Very nice light. Question, I've heard the low beam of the lamp assembley has a pretty lousy beam, does the KT turbohead improve it any or does it make it worse?


----------



## Brigadier (Jul 15, 2010)

ebow86 said:


> Very nice light. Question, I've heard the low beam of the lamp assembley has a pretty lousy beam, does the KT turbohead improve it any or does it make it worse?


 

Most wall hunters would say it is worse. I use my lights, and in use, It is not as noticeable as one would think.


----------



## Monocrom (Jul 17, 2010)

I bought a used one awhile back, and was soon disappointed. 

Certain Surefire models are just plain outdated. And the 9AN is definitely one of those. I find the low output lamp nearly useless considering the size of the light. It's about the size of a 2C Maglite, but with a narrower head. A Surefire 9P costs less, can be used with 17500 batteries as a rechargeable option, comes with both LED and inca. aftermarket options, and is considerably smaller than the 9AN. If you burn out the lamp or damage the bezel or tailcap on the 9P, replacing those parts are easy. Not quite as easy with the 9AN.

Surefire level of quality is definitely present in the 9AN. But I plan to give mine away as soon as I find someone who could truly use a good rechargeable light. Most likely get a spare lamp along with a holster from OpticsHQ. (But only after I find that deserving non-flashaholic who will appreciate the 9AN.)


----------



## PCC (Jul 17, 2010)

I have an older 9N that I used as a host for an LED conversion. I really didn't like the short run times from the NiCad battery pack. One of the two packs that I got with mine was dead and the second one died after a few months. I didn't want to buy more NiCad packs so I converted it.

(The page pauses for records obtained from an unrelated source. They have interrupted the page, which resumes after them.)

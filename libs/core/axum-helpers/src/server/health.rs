use axum::{
    Json, Router,
    extract::State,
    http::StatusCode,
    routing::get,
};
use core_config::AppInfo;
use futures::future::join_all;
use serde::Serialize;
use serde_json::{Map, Value, json};
use std::future::Future;
use std::pin::Pin;
use utoipa::ToSchema;

#[derive(Debug, Serialize, ToSchema)]
pub struct HealthResponse {
    pub status: &'static str,
    pub name: &'static str,
    pub version: &'static str,
}

/// A readiness probe; the error string ends up in the logs only
pub type HealthCheckFuture<'a> = Pin<Box<dyn Future<Output = Result<(), String>> + Send + 'a>>;

/// Run every check concurrently.
///
/// Responds `200 {"status": "ready", "<name>": "connected", ..}` when all pass,
/// `503` with `"not ready"` and `"disconnected"` entries otherwise.
pub async fn run_health_checks(
    checks: Vec<(&str, HealthCheckFuture<'_>)>,
) -> (StatusCode, Json<Value>) {
    let (names, futures): (Vec<_>, Vec<_>) = checks.into_iter().unzip();
    let results = join_all(futures).await;

    let mut body = Map::new();
    let mut all_healthy = true;

    for (name, result) in names.into_iter().zip(results) {
        let state = match result {
            Ok(()) => "connected",
            Err(e) => {
                tracing::error!(check = name, error = %e, "Readiness check failed");
                all_healthy = false;
                "disconnected"
            }
        };
        body.insert(name.to_string(), json!(state));
    }

    body.insert(
        "status".to_string(),
        json!(if all_healthy { "ready" } else { "not ready" }),
    );

    let status = if all_healthy {
        StatusCode::OK
    } else {
        StatusCode::SERVICE_UNAVAILABLE
    };
    (status, Json(Value::Object(body)))
}

/// Liveness: always 200 while the process serves requests
pub async fn health_handler(State(app): State<AppInfo>) -> Json<HealthResponse> {
    Json(HealthResponse {
        status: "healthy",
        name: app.name,
        version: app.version,
    })
}

/// `GET /health` reporting `app_info`
pub fn health_router(app_info: AppInfo) -> Router {
    Router::new()
        .route("/health", get(health_handler))
        .with_state(app_info)
}
//! Stand-alone "ask the backend" button. Not connected to the composer.

use gloo::events::EventListener;
use wasm_bindgen_futures::spawn_local;
use web_sys::HtmlElement;

use crate::api;
use crate::dom;
use crate::error::Result;

pub const BUTTON_ID: &str = "button";

pub fn bind(endpoint: &str) -> Result<()> {
    let Some(button) = dom::maybe_by_id::<HtmlElement>(BUTTON_ID)? else {
        return Ok(());
    };

    let endpoint = endpoint.to_string();
    EventListener::new(&button, "click", move |_| {
        let endpoint = endpoint.clone();
        spawn_local(async move {
            match api::fetch_demo_message(&endpoint).await {
                Ok(m) => gloo::dialogs::alert(&m.message),
                Err(e) => log::error!("demo fetch from {endpoint}: {e}"),
            }
        });
    })
    .forget();

    log::debug!("bound demo button");
    Ok(())
}
//! Page configuration.
//!
//! The admin template may embed
//! `<script id="composer-config" type="application/json">{...}</script>`
//! to point the composer at another backend or other placeholder art.
//! Every key is optional.

use serde::Deserialize;

use crate::error::{Error, Result};
use crate::image::Slot;

pub const CONFIG_ELEMENT_ID: &str = "composer-config";

#[derive(Debug, Clone, PartialEq, Deserialize)]
#[serde(default)]
pub struct ComposerConfig {
    pub publish_endpoint: String,
    pub demo_endpoint: String,
    pub log_level: String,
    pub default_assets: DefaultAssets,
}

#[derive(Debug, Clone, PartialEq, Deserialize)]
#[serde(default)]
pub struct DefaultAssets {
    pub author: String,
    pub preview: String,
    pub post: String,
}

impl Default for ComposerConfig {
    fn default() -> Self {
        Self {
            publish_endpoint: "/api/post".into(),
            demo_endpoint: "http://localhost:3000/admin".into(),
            log_level: "info".into(),
            default_assets: DefaultAssets::default(),
        }
    }
}

impl Default for DefaultAssets {
    fn default() -> Self {
        Self {
            author: "/static/img/upload-author.svg".into(),
            preview: "/static/img/upload-preview-small.svg".into(),
            post: "/static/img/upload-preview-big.svg".into(),
        }
    }
}

impl DefaultAssets {
    pub fn for_slot(&self, slot: Slot) -> &str {
        match slot {
            Slot::Author => &self.author,
            Slot::Preview => &self.preview,
            Slot::Post => &self.post,
        }
    }
}

impl ComposerConfig {
    pub fn from_json(raw: &str) -> Result<Self> {
        if raw.trim().is_empty() {
            return Ok(Self::default());
        }
        serde_json::from_str(raw).map_err(|e| Error::Config(e.to_string()))
    }

    /// Falls back to `Info` for anything `log` can't parse.
    pub fn level(&self) -> log::Level {
        self.log_level.parse().unwrap_or(log::Level::Info)
    }

    /// Reads the embedded config block, if the page has one.
    ///
    /// Runs before the logger exists, so failures are handed back to the
    /// caller to report once logging is up.
    pub fn load() -> (Self, Option<Error>) {
        let raw = crate::dom::document()
            .get_element_by_id(CONFIG_ELEMENT_ID)
            .and_then(|el| el.text_content());

        match raw {
            None => (Self::default(), None),
            Some(raw) => match Self::from_json(&raw) {
                Ok(cfg) => (cfg, None),
                Err(e) => (Self::default(), Some(e)),
            },
        }
    }
}

#[cfg(test)]
mod tests {
    use super::*;

    #[test]
    fn empty_block_gives_defaults() {
        let cfg = ComposerConfig::from_json("  \n").unwrap();
        assert_eq!(cfg, ComposerConfig::default());
        assert_eq!(cfg.publish_endpoint, "/api/post");
        assert_eq!(cfg.demo_endpoint, "http://localhost:3000/admin");
    }

    #[test]
    fn partial_block_keeps_other_defaults() {
        let cfg = ComposerConfig::from_json(
            r#"{"publish_endpoint":"/v2/post","default_assets":{"post":"/img/hero.png"}}"#,
        )
        .unwrap();
        assert_eq!(cfg.publish_endpoint, "/v2/post");
        assert_eq!(cfg.demo_endpoint, "http://localhost:3000/admin");
        assert_eq!(cfg.default_assets.post, "/img/hero.png");
        assert_eq!(cfg.default_assets.author, "/static/img/upload-author.svg");
    }

    #[test]
    fn malformed_block_is_a_config_error() {
        let err = ComposerConfig::from_json("{not json").unwrap_err();
        assert!(matches!(err, Error::Config(_)));
    }

    #[test]
    fn level_parses_or_falls_back() {
        let mut cfg = ComposerConfig::default();
        assert_eq!(cfg.level(), log::Level::Info);
        cfg.log_level = "debug".into();
        assert_eq!(cfg.level(), log::Level::Debug);
        cfg.log_level = "loud".into();
        assert_eq!(cfg.level(), log::Level::Info);
    }

    #[test]
    fn each_slot_has_its_own_default_asset() {
        let assets = DefaultAssets::default();
        let paths = [
            assets.for_slot(Slot::Author),
            assets.for_slot(Slot::Preview),
            assets.for_slot(Slot::Post),
        ];
        assert_ne!(paths[0], paths[1]);
        assert_ne!(paths[1], paths[2]);
        assert_ne!(paths[0], paths[2]);
    }
}
/* -----------------------------
   DOM helpers
----------------------------- */

use wasm_bindgen::JsCast;
use web_sys::{Document, Element};

use crate::error::{Error, Result};

pub fn document() -> Document {
    gloo::utils::document()
}

/// Looks up `#id` and casts it to the element type the caller expects.
pub fn by_id<T: JsCast>(id: &str) -> Result<T> {
    document()
        .get_element_by_id(id)
        .ok_or_else(|| Error::MissingElement(id.to_string()))?
        .dyn_into::<T>()
        .map_err(|_| Error::WrongElementType(id.to_string()))
}

/// Same as [`by_id`] but for controls a page may legitimately lack.
pub fn maybe_by_id<T: JsCast>(id: &str) -> Result<Option<T>> {
    match by_id(id) {
        Ok(el) => Ok(Some(el)),
        Err(Error::MissingElement(_)) => Ok(None),
        Err(e) => Err(e),
    }
}

pub fn by_selector<T: JsCast>(selector: &str) -> Result<T> {
    document()
        .query_selector(selector)?
        .ok_or_else(|| Error::MissingElement(selector.to_string()))?
        .dyn_into::<T>()
        .map_err(|_| Error::WrongElementType(selector.to_string()))
}

pub fn set_class(el: &Element, class_name: &str, on: bool) -> Result<()> {
    let list = el.class_list();
    if on {
        list.add_1(class_name)?;
    } else {
        list.remove_1(class_name)?;
    }
    Ok(())
}

pub fn set_text(el: &Element, value: &str) {
    el.set_text_content(Some(value));
}
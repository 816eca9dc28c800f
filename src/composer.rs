//! Admin page: live post preview and publish.

use std::cell::RefCell;
use std::rc::Rc;

use gloo::events::EventListener;
use wasm_bindgen_futures::spawn_local;
use web_sys::{HtmlElement, HtmlTextAreaElement};

use crate::api;
use crate::config::ComposerConfig;
use crate::dom;
use crate::draft::PostDraft;
use crate::error::Result;
use crate::image::{ImageSlots, Slot, SlotView};
use crate::mirror::{Field, MirrorTable};

pub const PUBLISH_ID: &str = "publish";
pub const CONTENT_ID: &str = "content";

pub struct Composer {
    fields: Rc<MirrorTable>,
    content: HtmlTextAreaElement,
    slots: Rc<RefCell<ImageSlots>>,
    endpoint: String,
}

impl Composer {
    /// Binds the composer if this page has a publish button.
    pub fn mount(cfg: &ComposerConfig) -> Result<()> {
        let Some(publish) = dom::maybe_by_id::<HtmlElement>(PUBLISH_ID)? else {
            return Ok(());
        };

        let fields = Rc::new(MirrorTable::bind()?);
        let content = dom::by_id::<HtmlTextAreaElement>(CONTENT_ID)?;
        let slots = Rc::new(RefCell::new(ImageSlots::default()));

        let views = Slot::ALL
            .iter()
            .map(|&slot| SlotView::bind(slot, cfg.default_assets.for_slot(slot)))
            .collect::<Result<Vec<_>>>()?;

        fields.clone().listen();
        for view in views {
            view.listen(slots.clone());
        }

        let composer = Rc::new(Self {
            fields,
            content,
            slots,
            endpoint: cfg.publish_endpoint.clone(),
        });

        {
            let composer = composer.clone();
            EventListener::new(&publish, "click", move |_| composer.clone().publish())
                .forget();
        }

        log::info!("composer bound, publishing to {}", composer.endpoint);
        Ok(())
    }

    /// Snapshot of the form as it stands right now.
    pub fn draft(&self) -> PostDraft {
        PostDraft {
            title: self.fields.value(Field::Title),
            subtitle: self.fields.value(Field::Subtitle),
            author_name: self.fields.value(Field::AuthorName),
            publish_date: self.fields.value(Field::PublishDate),
            content: self.content.value(),
            ..PostDraft::default()
        }
        .with_images(&self.slots.borrow())
    }

    fn publish(self: Rc<Self>) {
        let draft = self.draft();
        spawn_local(async move {
            match api::publish(&self.endpoint, &draft).await {
                Ok(()) => log::info!("published \"{}\"", draft.title),
                Err(e) => {
                    log::error!("publish failed: {e}");
                    gloo::dialogs::alert(&api::publish_alert(&e));
                }
            }
        });
    }
}
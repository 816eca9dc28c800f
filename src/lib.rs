/* -----------------------------
   Escape blog page scripts
----------------------------- */

// Loaded by the login and admin templates. On start it binds whichever of
// these the current page has:
// - password show/hide toggle (login)
// - post composer: live preview, image slots, publish (admin)
// - demo fetch button

use wasm_bindgen::prelude::*;

pub mod api;
pub mod composer;
pub mod config;
pub mod demo;
pub mod dom;
pub mod draft;
pub mod error;
pub mod image;
pub mod mirror;
pub mod password;

use composer::Composer;
use config::ComposerConfig;
use password::PasswordToggle;

/* -----------------------------
   Entrypoint
----------------------------- */

#[wasm_bindgen(start)]
pub fn start() {
    console_error_panic_hook::set_once();

    let (cfg, cfg_err) = ComposerConfig::load();
    if console_log::init_with_level(cfg.level()).is_err() {
        web_sys::console::warn_1(&"logger already installed".into());
    }
    if let Some(e) = cfg_err {
        log::error!("{e}; using defaults");
    }

    match PasswordToggle::find() {
        Ok(Some(toggle)) => toggle.bind(),
        Ok(None) => {}
        Err(e) => log::error!("password toggle not bound: {e}"),
    }

    if let Err(e) = Composer::mount(&cfg) {
        log::error!("composer not bound: {e}");
    }

    if let Err(e) = demo::bind(&cfg.demo_endpoint) {
        log::error!("demo button not bound: {e}");
    }
}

I did like the output and the novelty of the high/low setup of the incan 9N, though.

I should pick up a 9AN and see if I can do a conversion on it as well?


----------



## ebow86 (Jul 17, 2010)

I have always been intrested in surefire rechargeables, but unfortunally the overwelming response from owners seems to be mostly negative, most complaining about battery pack issues. It seems the only surefire rechargable with good feedback has been the 10X dominator. Althought I have never used any 8 or 9 series rechargables, even with the negative feedback I still might consider one someday, particually the 8NX. From what I've read Size15's seems to enjoy his surefire rechargables though, all 50 of them I think if surefire would have given more time in developing better batteries then the 8 and 9 series would have had a better legacy for users here on CPF, but most will probably agree they dropped the ball.


----------



## Monocrom (Jul 17, 2010)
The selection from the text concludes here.